Feedland is a feed backend Winer uses to provide scalable, near‑realtime feed capabilities. He’s been running parts of this on Automattic VIP infrastructure while learning server‑side scaling. In his view, interoperability needs stable APIs and a mature codebase—areas where WordPress is a strong foundation thanks to its commitment to backwards compatibility. Winer reframes WordPress as a text database and publish/subscribe endpoint—akin to Mastodon or Bluesky in function—on which timelines and readers can be built.
On federated systems like ActivityPub and Mastodon, Winer applauds WordPress plugins that bridge into the Fediverse and sees this work as compatible with Textcasting goals. He calls Automattic’s ActivityPub integrations important steps toward mainstreaming interoperable publishing. Still, he emphasizes that RSS is simple, open and sufficient as a core building block: any reader or timeline can ingest feeds, and RSS’s lack of gatekeeping is an asset.

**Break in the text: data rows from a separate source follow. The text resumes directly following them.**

impl EventSink for WriteOrderSink {
    fn emit(&self, event: &PipelineEvent) {
        let mut paths = self.paths.lock().expect("paths lock");
        if event.event_type == EventType::PipelineStart {
            let run_dir = event.data["run_dir"].as_str().map(PathBuf::from);
            *paths = run_dir.map(RunPaths::new);
        }
        let (Some(paths), EventType::StageComplete, Some(stage)) =
            (paths.as_ref(), event.event_type, event.stage)
        else {
            return;
        };
        let checkpoint = CheckpointStore::new(paths).load().expect("checkpoint");
        let snapshot = StageSnapshot {
            stage,
            claimed: checkpoint.is_complete(stage),
            checkpoint_written: modified(&paths.checkpoint_path),
            files: backing_files(paths, stage)
                .into_iter()
                .map(|path| {
                    let time = modified(&path);
                    (path, time)
                })
                .collect(),
        };
        self.snapshots.lock().expect("snapshots lock").push(snapshot);
    }
}

#[test]
fn checkpoint_claims_are_written_after_their_files() {
    let temp = tempfile::tempdir().expect("tempdir");
    let config = mock_config(temp.path(), &NAMES);
    let sink = Arc::new(WriteOrderSink {
        paths: Mutex::new(None),
        out_dir: temp.path().to_path_buf(),
        snapshots: Mutex::new(Vec::new()),
    });
    run_pipeline(
        &config,
        &mock_providers(&NAMES),
        RunTarget::Fresh {
            out_dir: sink.out_dir.clone(),
        },
        sink.clone() as Arc<dyn EventSink>,
    )
    .expect("run");

    let snapshots = sink.snapshots.lock().expect("snapshots lock");
    let stages: Vec<Stage> = snapshots.iter().map(|s| s.stage).collect();
    assert_eq!(stages, Stage::ALL.to_vec());
    for snapshot in snapshots.iter() {
        assert!(snapshot.claimed, "{} not claimed", snapshot.stage);
        for (path, written) in &snapshot.files {
            assert!(
                *written <= snapshot.checkpoint_written,
                "{} written after the checkpoint claiming {}",
                path.display(),
                snapshot.stage
            );
        }
    }
}
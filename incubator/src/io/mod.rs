//! I/O helpers: run directory layout, durable files, providers, prompts.

pub mod checkpoint;
pub mod config;
pub mod events;
pub mod fsutil;
pub mod jsonl;
pub mod process;
pub mod prompt;
pub mod provider;
pub mod run_paths;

Winer is pragmatic about adoption: developers follow users, so early traction matters. He invites both users to try Wordland and its feeds, and developers to build on the open code. He expects an ecosystem to emerge through experimentation—multiple timelines, readers and servers competing on features, speed and cost—and hopes that competition will push commercial networks to support basics like markdown, editing and no arbitrary length limits.
Comments and moderation are not central to the Textcasting spec; Winer believes discussion can live elsewhere and is exploring ideas to address abuse and spam. His immediate priority is a clean, writer‑first publishing experience with guaranteed portability and interoperability.
Everything he’s building is intentionally open: code is on GitHub under permissive licenses, designed to prevent vendor lock‑in. Winer plans public demos of Wordland and Feedland, invites the WordPress community to test and contribute, and frames this as a practical movement rather than an appeal to altruism. Platforms that intentionally enable competitors and user freedom, he argues, deserve trust. His goal isn’t to stop people using Facebook or X—those services provide value—but to offer a viable alternative where writers control their content, can move freely, and publish with the expressive tools they need.
In short: the web once offered open interoperability and author freedom; centralized platforms filled a usability gap and consolidated attention. Winer believes we can combine the convenience that made those platforms popular with the openness of the web—using RSS, markdown, WordPress and interoperable tools—and he’s building prototypes to prove it. He calls on writers, developers and communities to experiment, adopt, and help reclaim a more open publishing ecosystem.